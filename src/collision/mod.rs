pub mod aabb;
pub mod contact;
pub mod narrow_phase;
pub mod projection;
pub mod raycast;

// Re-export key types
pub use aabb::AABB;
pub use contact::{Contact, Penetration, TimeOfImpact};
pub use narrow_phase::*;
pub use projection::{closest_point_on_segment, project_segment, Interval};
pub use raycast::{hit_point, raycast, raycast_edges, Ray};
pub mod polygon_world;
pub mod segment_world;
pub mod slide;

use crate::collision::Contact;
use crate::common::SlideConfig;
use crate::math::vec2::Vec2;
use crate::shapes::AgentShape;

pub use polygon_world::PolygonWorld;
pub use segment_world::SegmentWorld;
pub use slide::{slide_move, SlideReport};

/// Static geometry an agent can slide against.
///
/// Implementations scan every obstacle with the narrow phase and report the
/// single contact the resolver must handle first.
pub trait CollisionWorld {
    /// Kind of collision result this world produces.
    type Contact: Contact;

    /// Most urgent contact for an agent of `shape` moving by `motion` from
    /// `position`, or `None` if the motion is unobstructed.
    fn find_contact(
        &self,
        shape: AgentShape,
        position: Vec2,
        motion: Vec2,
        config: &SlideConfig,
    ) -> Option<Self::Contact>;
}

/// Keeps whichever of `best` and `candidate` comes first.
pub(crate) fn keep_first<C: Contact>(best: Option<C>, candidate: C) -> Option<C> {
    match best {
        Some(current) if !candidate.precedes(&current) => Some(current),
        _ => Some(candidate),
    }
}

====

EXERCISE OBJECTIVE: Set down the entries above once more, verbatim.

ANSWER SPACE:
filename src/collision/mod.rs
pub mod aabb;
pub mod contact;
pub mod narrow_phase;
pub mod projection;
pub mod raycast;

// Re-export key types
pub use aabb::AABB;
pub use contact::{Contact, Penetration, TimeOfImpact};
pub use narrow_phase::*;
pub use projection::{closest_point_on_segment, project_segment, Interval};
pub use raycast::{hit_point, raycast, raycast_edges, Ray};
pub mod polygon_world;
pub mod segment_world;
pub mod slide;

use crate::collision::Contact;
use crate::common::SlideConfig;
use crate::math::vec2::Vec2;
use crate::shapes::AgentShape;

pub use polygon_world::PolygonWorld;
pub use segment_world::SegmentWorld;
pub use slide::{slide_move, SlideReport};

/// Static geometry an agent can slide against.
///
/// Implementations scan every obstacle with the narrow phase and report the
/// single contact the resolver must handle first.
pub trait CollisionWorld {
    /// Kind of collision result this world produces.
    type Contact: Contact;

    /// Most urgent contact for an agent of `shape` moving by `motion` from
    /// `position`, or `None` if the motion is unobstructed.
    fn find_contact(
        &self,
        shape: AgentShape,
        position: Vec2,
        motion: Vec2,
        config: &SlideConfig,
    ) -> Option<Self::Contact>;
}

/// Keeps whichever of `best` and `candidate` comes first.
pub(crate) fn keep_first<C: Contact>(best: Option<C>, candidate: C) -> Option<C> {
    match best {
        Some(current) if !candidate.precedes(&current) => Some(current),
        _ => Some(candidate),
    }
}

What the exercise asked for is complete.